Results Scanning electron micrographs (SEMs) showed electrospun fibers. Mechanical testing of the sheet of fibers showed a tensile strength of 6.23 MPa. Immunofluorescence staining demonstrated that hASCs were positive for SMC markers: SM-α-actin, h-caldesmon, calponin, and SM-myosin. At confluence, hASCs formed a network of branched tube-like structures and were positive for EC markers: CD31, CD144, and vWF. SEMs showed that hASCs populated the electrospun scaffold, produced their own extracellular matrix, and migrated into the fiber structures.
Conclusion and Future Directions This work has shown that the electrospun collagen and elastin can be used as a durable scaffold, the hASCs can differentiate into SMCs and ECs, and the hASCs can attach to and proliferate within the electrospun scaffold.
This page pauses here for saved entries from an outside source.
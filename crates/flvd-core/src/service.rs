//! Fetcher and workflow traits implemented by adapters and the orchestrator.

use std::path::Path;
use std::sync::Arc;

use async_trait::async_trait;

use crate::model::{DownloadRequest, RemoveRequest};
use crate::status::{FetchStatus, RemoveStatus};

/// External streaming client: fetch one stream into one file.
///
/// The call blocks for as long as the remote stream lasts. Implementations
/// report every outcome as a status code; there is no error path. On a
/// non-zero code the output file may be absent, empty, or partial.
#[async_trait]
pub trait StreamFetcher: Send + Sync {
    /// Retrieve `url` into `output_path` and report the client's code.
    async fn fetch(&self, url: &str, output_path: &Path) -> FetchStatus;
}

#[async_trait]
impl<T> StreamFetcher for Arc<T>
where
    T: StreamFetcher + ?Sized,
{
    async fn fetch(&self, url: &str, output_path: &Path) -> FetchStatus {
        (**self).fetch(url, output_path).await
    }
}

/// Workflow façade exposed to the request router.
///
/// `Err` is reserved for faults outside the status-code contract; every
/// in-domain outcome is returned as `Ok`.
#[async_trait]
pub trait DownloadWorkflow: Send + Sync {
    /// Download the stream described by `request` and return the client code.
    async fn download(&self, request: DownloadRequest) -> anyhow::Result<FetchStatus>;

    /// Remove the output file a matching download would have produced.
    async fn remove(&self, request: RemoveRequest) -> anyhow::Result<RemoveStatus>;
}

/// Inspector used by health endpoints.
pub trait DownloadInspector: Send + Sync {
    /// Number of external client runs currently in flight.
    fn active_downloads(&self) -> usize;
}
//! `download` and `remove` command handlers.

use anyhow::anyhow;
use flvd_api::models::{DownloadRequest, RemoveRequest, StatusResponse};
use serde::Serialize;

use crate::cli::{DownloadArgs, RemoveArgs};
use crate::client::{AppContext, CliError, CliResult, classify_problem};

pub(crate) async fn handle_download(
    ctx: &AppContext,
    args: DownloadArgs,
) -> CliResult<StatusResponse> {
    let request = DownloadRequest::new(args.url_base, args.title, args.destination_dir);
    post_call(ctx, "/v1/download", &request).await
}

pub(crate) async fn handle_remove(ctx: &AppContext, args: RemoveArgs) -> CliResult<StatusResponse> {
    let request = RemoveRequest::new(args.title, args.destination_dir);
    post_call(ctx, "/v1/remove", &request).await
}

async fn post_call<T: Serialize + Sync>(
    ctx: &AppContext,
    path: &str,
    body: &T,
) -> CliResult<StatusResponse> {
    let url = ctx
        .base_url
        .join(path)
        .map_err(|err| CliError::failure(anyhow!("invalid base URL: {err}")))?;

    let response = ctx
        .client
        .post(url)
        .json(body)
        .send()
        .await
        .map_err(|err| CliError::failure(anyhow!("request to {path} failed: {err}")))?;

    if !response.status().is_success() {
        return Err(classify_problem(response).await);
    }
    response
        .json::<StatusResponse>()
        .await
        .map_err(|err| CliError::failure(anyhow!("malformed response from {path}: {err}")))
}
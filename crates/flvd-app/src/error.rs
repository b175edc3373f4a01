//! # Design
//!
//! - Centralize application-level errors for bootstrap and serving.
//! - Keep error messages constant while carrying context fields for debugging.

use std::io;

use thiserror::Error;

/// Result alias for application operations.
pub type AppResult<T> = Result<T, AppError>;

/// Application-level error type.
#[derive(Debug, Error)]
pub enum AppError {
    /// Configuration could not be loaded.
    #[error("configuration operation failed")]
    Config {
        /// Operation identifier.
        operation: &'static str,
        /// Source configuration error.
        source: flvd_config::ConfigError,
    },
    /// API server operations failed.
    #[error("api server operation failed")]
    ApiServer {
        /// Operation identifier.
        operation: &'static str,
        /// Source API server error.
        source: flvd_api::ApiServerError,
    },
    /// Telemetry operations failed.
    #[error("telemetry operation failed")]
    Telemetry {
        /// Operation identifier.
        operation: &'static str,
        /// Source telemetry error.
        source: flvd_telemetry::TelemetryError,
    },
    /// IO operations failed.
    #[error("io operation failed")]
    Io {
        /// Operation identifier.
        operation: &'static str,
        /// Source IO error.
        source: io::Error,
    },
    /// Configuration values were rejected by a startup guardrail.
    #[error("invalid configuration")]
    InvalidConfig {
        /// Field name that failed validation.
        field: &'static str,
        /// Machine-readable reason for the failure.
        reason: &'static str,
        /// Optional value associated with the failure.
        value: Option<String>,
    },
}

impl AppError {
    pub(crate) const fn config(operation: &'static str, source: flvd_config::ConfigError) -> Self {
        Self::Config { operation, source }
    }

    pub(crate) const fn api_server(
        operation: &'static str,
        source: flvd_api::ApiServerError,
    ) -> Self {
        Self::ApiServer { operation, source }
    }

    pub(crate) const fn telemetry(
        operation: &'static str,
        source: flvd_telemetry::TelemetryError,
    ) -> Self {
        Self::Telemetry { operation, source }
    }

    pub(crate) const fn io(operation: &'static str, source: io::Error) -> Self {
        Self::Io { operation, source }
    }
}

#[cfg(test)]
mod tests {
    use super::*;
    use std::error::Error;

    #[test]
    fn app_error_helpers_build_variants() {
        let Err(source) = flvd_config::ServiceConfig::from_lookup(|name: &str| {
            (name == flvd_config::env::ALLOW_REMOTE).then(|| "maybe".to_string())
        }) else {
            panic!("expected an invalid flag to be rejected");
        };
        let config = AppError::config("config.load", source);
        assert!(matches!(config, AppError::Config { .. }));
        assert!(config.source().is_some());

        let api = AppError::api_server(
            "api.serve",
            flvd_api::ApiServerError::Serve {
                source: io::Error::other("io"),
            },
        );
        assert!(matches!(api, AppError::ApiServer { .. }));
        assert_eq!(api.to_string(), "api server operation failed");

        let io_err = AppError::io("signal.install", io::Error::other("no signals"));
        assert!(matches!(io_err, AppError::Io { operation: "signal.install", .. }));
    }
}
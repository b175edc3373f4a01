//! Process span and per-call context.
//!
//! The `app` span lives as long as the service does; its `mode` field moves
//! from `serve` to `draining` when shutdown begins. Each RPC call runs inside
//! a [`CallContext`] so orchestrator logs name the HTTP call that started
//! them, including after the handler moves the work onto a spawned task.

use std::future::Future;
use std::sync::Arc;

use once_cell::sync::OnceCell;
use tracing::{Span, span::Entered};

use crate::init::build_sha;

static APP_SPAN: OnceCell<Span> = OnceCell::new();

/// Keeps the process-wide `app` span entered on the current thread.
pub struct AppSpanGuard {
    _entered: Entered<'static>,
}

impl AppSpanGuard {
    /// Enter the `app` span, creating it on first use, with `mode` recorded.
    #[must_use]
    pub fn enter(mode: &str) -> Self {
        let span = APP_SPAN.get_or_init(|| {
            tracing::info_span!("app", mode = tracing::field::Empty, build_sha = %build_sha())
        });
        span.record("mode", mode);
        Self {
            _entered: span.enter(),
        }
    }
}

/// Update the `mode` of the `app` span from any task.
///
/// A no-op until [`AppSpanGuard::enter`] has created the span.
pub fn set_app_mode(mode: &str) {
    if let Some(span) = APP_SPAN.get() {
        span.record("mode", mode);
    }
}

/// Identity of the RPC call being served.
#[derive(Debug, Clone, PartialEq, Eq)]
pub struct CallContext {
    request_id: Arc<str>,
    route: Arc<str>,
}

tokio::task_local! {
    static CALL: CallContext;
}

impl CallContext {
    /// Context for a call carrying `request_id` on the matched `route`.
    #[must_use]
    pub fn new(request_id: &str, route: &str) -> Self {
        Self {
            request_id: Arc::from(request_id),
            route: Arc::from(route),
        }
    }

    /// Context of the call the current task is serving.
    #[must_use]
    pub fn current() -> Option<Self> {
        CALL.try_with(Clone::clone).ok()
    }

    /// `x-request-id` of the call.
    #[must_use]
    pub fn request_id(&self) -> &str {
        &self.request_id
    }

    /// Matched route template, or `unmatched`.
    #[must_use]
    pub fn route(&self) -> &str {
        &self.route
    }

    /// Fill the `request_id` and `route` fields of a span declared with them.
    pub fn record_on(&self, span: &Span) {
        span.record("request_id", self.request_id());
        span.record("route", self.route());
    }

    /// Run `fut` with this context visible through [`CallContext::current`].
    pub async fn scope<Fut>(self, fut: Fut) -> Fut::Output
    where
        Fut: Future,
    {
        CALL.scope(self, fut).await
    }
}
Future studies will consist of purifying the SMC and EC population from the hASCs, seeding the purified SMCs on a tubular electrospun scaffold under pulsatile flow conditions for 4 to 6 weeks, seeding the purified ECs on the luminal side of the tubular electrospun scaffold for 3 to 7 days under the same conditions, testing the mechanical properties of this cellular construct, and performing in vivo studies by implanting and immunostaining the construct to determine functionality and biocompatibility.